Lee et al24 reviewed 119 African American recipients of kidney transplants, about half of whom were homozygous for an APOL1 variant. After 5 years, no differences were found in allograft survival between recipients with 0, 1, or 2 risk alleles.
However, looking at the issue from the other side, Reeves-Daniel et al25 studied the fate of more than 100 kidneys that were transplanted from African American donors, 16% of whom had the high-risk, homozygous genotype. In this case, graft failure was much likelier to occur with the high-risk donor kidneys (hazard ratio 3.84, P = .008). Similar outcomes were shown in a study of 2 centers26 involving 675 transplants from deceased donors, 15% of which involved the high-risk genotype. The hazard ratio for graft failure was found to be 2.26 (P = .001) with high-risk donor kidneys.
These studies, which examined data from about 5 years after transplant, found that kidney failure does not tend to occur immediately in all cases, but gradually over time. Most high-risk kidneys were not lost within the 5 years of the studies.

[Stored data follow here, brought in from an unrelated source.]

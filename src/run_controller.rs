//! Master/slave run orchestration: the per-run sequence that ties the
//! rotator, camera, filter wheel, sequencer, FITS writer and datagram
//! transport together.
//!
//! Grounded on `mopnet.c`'s `main()` — the master and slave branches are
//! structurally identical except for who drives the rotator and who
//! initiates each handshake step, which is why both are expressed here as
//! one state machine parameterised by [`CameraRole`] rather than as two
//! separate functions, as the spec calls for (see `RunController` below).
//! The `one_cam`/single-camera debug path is modeled by `peer` being `None`.

use std::path::PathBuf;
use std::sync::Arc;
use std::time::Duration;

use chrono::Local;
use crate::acquisition::{self, FrameSink, FrameTiming};
use crate::camera::{Camera, CameraSpec};
use crate::config::{CameraRole, Settings};
use crate::error::{AppResult, MoptopError};
use crate::filter_wheel::FilterWheel;
use crate::fits::{self, FrameRecord, RotatorGeometry};
use crate::protocol::{RunConfig, Tag, TargetInfo};
use crate::rotator::Rotator;
use crate::sequencer::{self, NameState};
use crate::transport::Transport;

/// Timeout for temperature-OK / run-number synchronisation (`TMO_TOK`).
const TOK_TIMEOUT_SECS: u64 = 60;
/// Timeout waiting for the rotation-start signal (`TMO_ROT`).
const ROT_TIMEOUT_SECS: u64 = 30;
/// Timeout for a generic forwarded-message round trip (`TMO_MSG`).
const MSG_TIMEOUT_SECS: u64 = 30;
/// Timeout for a bare ACK round trip (`TMO_ACK`).
const ACK_TIMEOUT_SECS: u64 = 5;
/// Rotator-to-trigger-arm travel tolerance past the last intended pulse.
const TOLERANCE_DEG: f64 = 0.5;
/// Ring buffer depth (`MAX_CYCLE`).
const RING_SIZE: u32 = 16;

/// Converts a raw little-endian Mono16 byte buffer's leading pixel region
/// into a `u16` sample slice for FITS output, trimming off the trailing
/// vendor metadata.
fn pixels_u16(bytes: &[u8], pixel_count: usize) -> Vec<u16> {
    bytes[..pixel_count * 2]
        .chunks_exact(2)
        .map(|c| u16::from_le_bytes([c[0], c[1]]))
        .collect()
}
//! Open a remote editing session on a development workspace.

use std::path::{Path, PathBuf};
use std::sync::Arc;

use async_trait::async_trait;
use caws_auth::BearerTokenCache;
use caws_client::{ControlPlane, LocalWorkspace};
use caws_config::ConnectConfig;
use caws_core::{DevelopmentWorkspace, WorkspaceIdentity, WorkspaceStatus};

use crate::environment::CawsEnvProvider;
use crate::error::SessionError;
use crate::launcher::{LaunchHooks, LaunchOptions, ProcessLauncher};
use crate::memento::MementoStore;
use crate::ssh::SshAgent;
use crate::tools::{Dependencies, ensure_dependencies};

/// SSH host label for a workspace.
#[must_use]
pub fn host_name(identity: &WorkspaceIdentity, prefix: &str) -> String {
    format!("{prefix}{}", identity.id)
}

/// Starts the actual remote editing session.
#[async_trait]
pub trait RemoteSessionLauncher: Send + Sync {
    async fn launch(
        &self,
        launcher: &ProcessLauncher,
        dependencies: &Dependencies,
        host_name: &str,
        target_path: &str,
    ) -> Result<(), SessionError>;
}

/// Opens the editor's remote-SSH folder view.
#[derive(Debug, Clone, Copy, Default)]
pub struct EditorRemoteLauncher;

#[async_trait]
impl RemoteSessionLauncher for EditorRemoteLauncher {
    async fn launch(
        &self,
        launcher: &ProcessLauncher,
        dependencies: &Dependencies,
        host_name: &str,
        target_path: &str,
    ) -> Result<(), SessionError> {
        let folder = format!("vscode-remote://ssh-remote+{host_name}{target_path}");
        launcher
            .run(
                &dependencies.editor,
                &["--folder-uri", folder.as_str()],
                LaunchOptions::default(),
            )
            .await?;
        Ok(())
    }
}

/// Collaborators shared by every open.
pub struct Connector {
    pub client: Arc<dyn ControlPlane>,
    pub tokens: BearerTokenCache,
    pub mementos: MementoStore,
    pub config: ConnectConfig,
}

impl Connector {
    /// Start `workspace`, bind a session launcher to it, and hand off to `remote`.
    ///
    /// `target_path` defaults to the configured target path. Returns the
    /// running descriptor.
    ///
    /// # Errors
    ///
    /// [`SessionError::WorkspaceStartFailed`] if the workspace never reached
    /// `RUNNING`, [`SessionError::DependencyResolutionFailed`] for missing
    /// tools, or whatever the remote launcher returns.
    pub async fn open_development_workspace(
        &self,
        workspace: &DevelopmentWorkspace,
        target_path: Option<&str>,
        remote: &dyn RemoteSessionLauncher,
    ) -> Result<DevelopmentWorkspace, SessionError> {
        let identity = workspace.identity()?;
        let Some(running) = self
            .client
            .start_workspace_with_progress(&identity, WorkspaceStatus::Running)
            .await?
        else {
            tracing::error!(workspace_id = %identity.id, "failed to start workspace");
            return Err(SessionError::WorkspaceStartFailed {
                workspace_id: identity.id,
            });
        };

        let dependencies = ensure_dependencies(&self.config)?;
        let launcher = self.session_launcher(&identity, &dependencies);
        let host = host_name(&identity, &self.config.host_name_prefix);
        let target = target_path.unwrap_or(&self.config.target_path);

        tracing::info!(workspace_id = %identity.id, host = %host, target_path = target, "opening workspace");
        remote.launch(&launcher, &dependencies, &host, target).await?;

        self.mementos.record(&running, target)?;
        Ok(running)
    }

    /// Launcher bound to `identity` that logs output and rejects failures.
    #[must_use]
    pub fn session_launcher(
        &self,
        identity: &WorkspaceIdentity,
        dependencies: &Dependencies,
    ) -> ProcessLauncher {
        let mut provider = CawsEnvProvider::new(
            Arc::clone(&self.client),
            self.tokens.clone(),
            dependencies.ssm.clone(),
            identity.clone(),
        );
        if self.config.use_ssh_agent {
            provider = provider.with_ssh_agent(SshAgent::new());
        }

        let (out_id, err_id) = (identity.id.clone(), identity.id.clone());
        ProcessLauncher::bind(Arc::new(provider)).with_hooks(
            LaunchHooks::new()
                .on_stdout(move |line| tracing::debug!(workspace_id = %out_id, "{line}"))
                .on_stderr(move |line| tracing::debug!(workspace_id = %err_id, "{line}"))
                .reject_on_error_code(true),
        )
    }
}

/// Absolute path of the workspace's devfile, as reported by the local agent.
///
/// # Errors
///
/// [`SessionError::Devfile`] without a root directory or a reported location.
pub async fn devfile_location<W>(client: &W, root: Option<&Path>) -> Result<PathBuf, SessionError>
where
    W: LocalWorkspace + ?Sized,
{
    let root = root.ok_or_else(|| SessionError::Devfile("no root directory".into()))?;
    let location = client
        .status()
        .await?
        .location
        .ok_or_else(|| SessionError::Devfile("devfile location was not found".into()))?;
    Ok(root.join(location.trim_start_matches('/')))
}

The fact that the high-risk kidneys do not all fail immediately also suggests that a second hit is required for failure. Culprits postulated include a bacterial or viral infection (eg, BK virus, cytomegalovirus), ischemia or reperfusion injury, drug toxicity, and immune-mediated allograft injury (ie, rejection).
Genetic testing advisable?
Genetic testing for APOL1 risk variants is on the horizon for kidney transplant. But at this point, providing guidance for patients can be tricky. Two case studies27,28 and epidemiologic data suggest that donors homozygous for an APOL1 variant and those with a family history of end-stage kidney disease are at increased risk of chronic kidney disease. Even so, most recipients even of these high-risk organs have good outcomes. If an African American patient needs a kidney and his or her sibling offers one, it is difficult to advise against it when the evidence is weak for immediate risk and when other options may not be readily available. Further investigation is clearly needed into whether APOL1 variants and other biomarkers can predict an organ’s success as a transplant.
The National Institutes of Health are currently funding prospective longitudinal studies with the APOL1 Long-term Kidney Transplantation Outcomes Network (APOLLO) to determine the impact of APOL1 genetic factors on transplant recipients as well as on living donors. Possible second hits will also be studied, as will other markers of renal dysfunction or disease in donors. Researchers are actively investigating these important questions.
KEEPING SCIENCE RELEVANT
In a recent commentary related to the murine knockout model of APOL1-associated kidney disease, O’Toole et al offered insightful observations regarding the potential clinical impact of these new genetic discoveries.23
As we study the genetics of kidney disease in African American patients, we should keep in mind 3 critical questions of clinical importance:
Will findings identify better treatments for chronic kidney disease? The AASK trial found that knowing the genetics did not affect outcomes of routine therapy. However, basic science investigations are currently underway targeting APOL1 variants which might reduce the increased kidney disease risk among people of African descent.
Should patients be genotyped for APOL1 risk variants? For patients with chronic kidney disease, it does not seem useful at this time. But for renal transplant donors, the answer is probably yes.
How does this discovery help us to understand our patients better? The implications are enormous for combatting the assumptions that rapid chronic kidney disease progression reflects poor patient compliance or other socioeconomic factors. We now understand that genetics, at least in part, drives renal disease outcomes in African American patients.
Footnotes
Medical Grand Rounds articles are based on edited transcripts from Medicine Grand Rounds presentations at Cleveland Clinic. They are approved by the authors but are not peer-reviewed.